Farraday is also active on her campus. She serves as president of the National Society of Black Engineers and vice president of the National Panhellenic Council. Previously, she was elected senator of the Herff College of Engineering for the Student Government Association. Off campus, she recently completed an internship studying Alzheimer’s disease at the University of Tennessee (UT) Health Science Center.
“The internship at UT was amazing,” Farraday says. “I was part of a research project and was counting neurons within the brain tissue of mice to find out if they are lost or merely damaged with the disease. It’s an area near and dear to my heart because my late grandmother had Alzheimer’s.”
“Entering my senior year, I’m very grateful for the Power of We Scholarship because it will help me get through school,” she says. “My father’s practice was destroyed by a tornado in March 2023, which has reduced any financial help I could get from my parents. The scholarship will ease my financial burdens and stress, allowing me to focus on school and dedicate my time to pursuing what it takes to become an OB-GYN.

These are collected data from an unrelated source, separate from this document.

//! In-memory backend for tests

use std::sync::{Arc, Mutex, PoisonError};

use tracing::trace;

use crate::backend::{Backend, BackendKind};
use crate::command::Command;
use crate::error::Result;
use crate::future::{Completion, ResultFuture};
use crate::message::Message;
use crate::options::Options;

/// One invocation recorded by a [`FakeBackend`]
#[derive(Debug, Clone, PartialEq, Eq)]
pub struct FakeCall {
    /// The command as the backend received it
    pub command: Command,
    /// The options as the backend received them
    pub options: Options,
}

#[derive(Debug, Clone, Default)]
struct Response {
    stdout: Vec<u8>,
    stderr: Vec<u8>,
    exit_code: i32,
}

/// Backend that never launches anything.
///
/// Every call resolves immediately with a message built from the scripted
/// response (empty output and exit code 0 unless configured) and is
/// recorded for later inspection. Clones share the recording.
#[derive(Debug, Clone, Default)]
pub struct FakeBackend {
    response: Response,
    calls: Arc<Mutex<Vec<FakeCall>>>,
}

impl FakeBackend {
    /// A fake that answers every call with empty output and exit code 0
    pub fn new() -> Self {
        Self::default()
    }

    /// Answer with this stdout
    pub fn with_stdout(mut self, stdout: impl Into<Vec<u8>>) -> Self {
        self.response.stdout = stdout.into();
        self
    }

    /// Answer with this stderr
    pub fn with_stderr(mut self, stderr: impl Into<Vec<u8>>) -> Self {
        self.response.stderr = stderr.into();
        self
    }

    /// Answer with this exit code
    pub fn with_exit_code(mut self, exit_code: i32) -> Self {
        self.response.exit_code = exit_code;
        self
    }

    /// Every call received so far, oldest first
    pub fn calls(&self) -> Vec<FakeCall> {
        self.calls
            .lock()
            .unwrap_or_else(PoisonError::into_inner)
            .clone()
    }

    /// Number of calls received so far
    pub fn call_count(&self) -> usize {
        self.calls
            .lock()
            .unwrap_or_else(PoisonError::into_inner)
            .len()
    }
}

impl Backend for FakeBackend {
    fn kind(&self) -> BackendKind {
        BackendKind::Fake
    }

    fn call(
        &self,
        command: Command,
        options: Options,
        on_complete: Option<Completion>,
    ) -> Result<ResultFuture> {
        let line = command.line();
        trace!(line = %line, "fake backend call");

        let mut env = command.get_envs().clone();
        env.extend(options.env.clone());
        let (_, residual) = options.clone().split();

        self.calls
            .lock()
            .unwrap_or_else(PoisonError::into_inner)
            .push(FakeCall { command, options });

        let message = Message::builder(line)
            .exit_code(self.response.exit_code)
            .env(env)
            .options(residual)
            .stdout(self.response.stdout.clone())
            .stderr(self.response.stderr.clone())
            .build();

        Ok(ResultFuture::ready(Ok(message), on_complete))
    }
}
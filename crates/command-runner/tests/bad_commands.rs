//! Commands that cannot be found are reported, not raised

mod common;

use anyhow::Result;
use command_runner::backends::{BackticksBackend, FakeBackend, SpawnBackend};
use command_runner::{Backend, Message, Options, Runner, Values};
use std::sync::{Arc, Mutex};

fn backends() -> Vec<Arc<dyn Backend>> {
    common::init_tracing();
    let mut backends: Vec<Arc<dyn Backend>> =
        vec![Arc::new(BackticksBackend), Arc::new(SpawnBackend)];
    #[cfg(unix)]
    backends.push(Arc::new(command_runner::backends::ForkExecBackend));
    backends
}

#[test]
fn test_missing_command_calls_back_once() -> Result<()> {
    for backend in backends() {
        let kind = backend.kind();
        let runner = Runner::new("some-non-existant-command").with_backend(backend);
        let seen: Arc<Mutex<Vec<Message>>> = Arc::default();
        let sink = seen.clone();

        let message = runner
            .execute_then(&Values::new(), Options::new(), move |outcome| {
                sink.lock().unwrap().push(outcome.as_ref().unwrap().clone());
            })?
            .wait()?;

        let seen = seen.lock().unwrap();
        assert_eq!(seen.len(), 1, "{kind}");
        assert_eq!(seen[0], message);
        assert!(message.no_command());
        assert!(!message.is_executed());
        assert!(message.is_finished());
        assert_eq!(message.process_id(), None);
        assert_eq!(message.exit_code(), None);
        assert_eq!(message.line(), "some-non-existant-command ");
    }
    Ok(())
}

#[test]
fn test_missing_command_with_arguments() -> Result<()> {
    for backend in backends() {
        let runner = Runner::new("some-non-existant-command {x}").with_backend(backend);
        let message = runner
            .execute(&Values::new().with("x", "a b"), Options::new())?
            .wait()?;
        assert!(message.no_command());
        assert_eq!(message.line(), "some-non-existant-command a\\ b");
    }
    Ok(())
}

#[test]
fn test_missing_command_in_unsafe_mode() -> Result<()> {
    for backend in backends() {
        let runner = Runner::new("some-non-existant-command").with_backend(backend);
        let message = runner
            .execute(&Values::new(), Options::new().with_unsafe(true))?
            .wait()?;
        assert!(message.no_command());
    }
    Ok(())
}

#[cfg(unix)]
#[test]
fn test_child_path_is_searched() -> Result<()> {
    let dir = tempfile::tempdir()?;
    for backend in backends() {
        let runner = Runner::new("ls")
            .with_options(Options::new().with_env("PATH", dir.path().display().to_string()))
            .with_backend(backend);
        assert!(runner.pass()?.no_command());
    }
    Ok(())
}

#[test]
fn test_fake_backend_always_executes() -> Result<()> {
    common::init_tracing();
    let fake = FakeBackend::new();
    let runner = Runner::new("some-non-existant-command").with_backend(Arc::new(fake.clone()));

    let message = runner.pass()?;
    assert!(message.is_executed());
    assert_eq!(fake.call_count(), 1);
    Ok(())
}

Tennessee State University
“I hope to make a difference by increasing the diversity in health care,” Zakiya says. “In my clinical rotations, I’ve seen a lot more diversity in the patients than the providers. I think we need more people of color so we’re as diverse as the patient population we are serving.”
“It makes a difference when the person caring for you looks like you,” she says. “And it’s not just that. Having more diversity can facilitate more culturally competent care. A provider with a patient who doesn’t speak English might assume if the patient doesn’t say anything, that they’re not in pain. Misunderstandings can also happen when patients don’t eat certain foods or only eat at a certain time or have different religions.”
In nursing school, Zakiya learned about the importance of patient-centered care and quality care and has been able to apply what she’s learned in a variety of hospitals and in different clinical areas, including the ER, cardiac, psychiatric and med-surg.
Zakiya leads her nursing cohort, serving as the liaison between her class and the professors. Outside of school, she volunteers at the American Muslim Cultural Center (AMAC). She’s currently working at Centennial Medical Center.
The Nashville native has six siblings. Her parents immigrated from Somalia before Zakiya was born. After graduation in the spring, Zakiya hopes to work at the children’s hospital. She’s leaning towards the ER.
“I get satisfaction from being able to help someone when they’re at their lowest and sickest,” she says. “My overall dream is to become a registered nurse and hopefully later a nurse practitioner and make a positive impact in patients’ lives.”
Zakiya works during the year to pay for tuition, textbooks and nursing supplies like scrubs.
“The Power of We Scholarship will allow me to fully dedicate myself to my studies and not worry about working side jobs as much,” she says. “After all, nursing school is a full-time job.”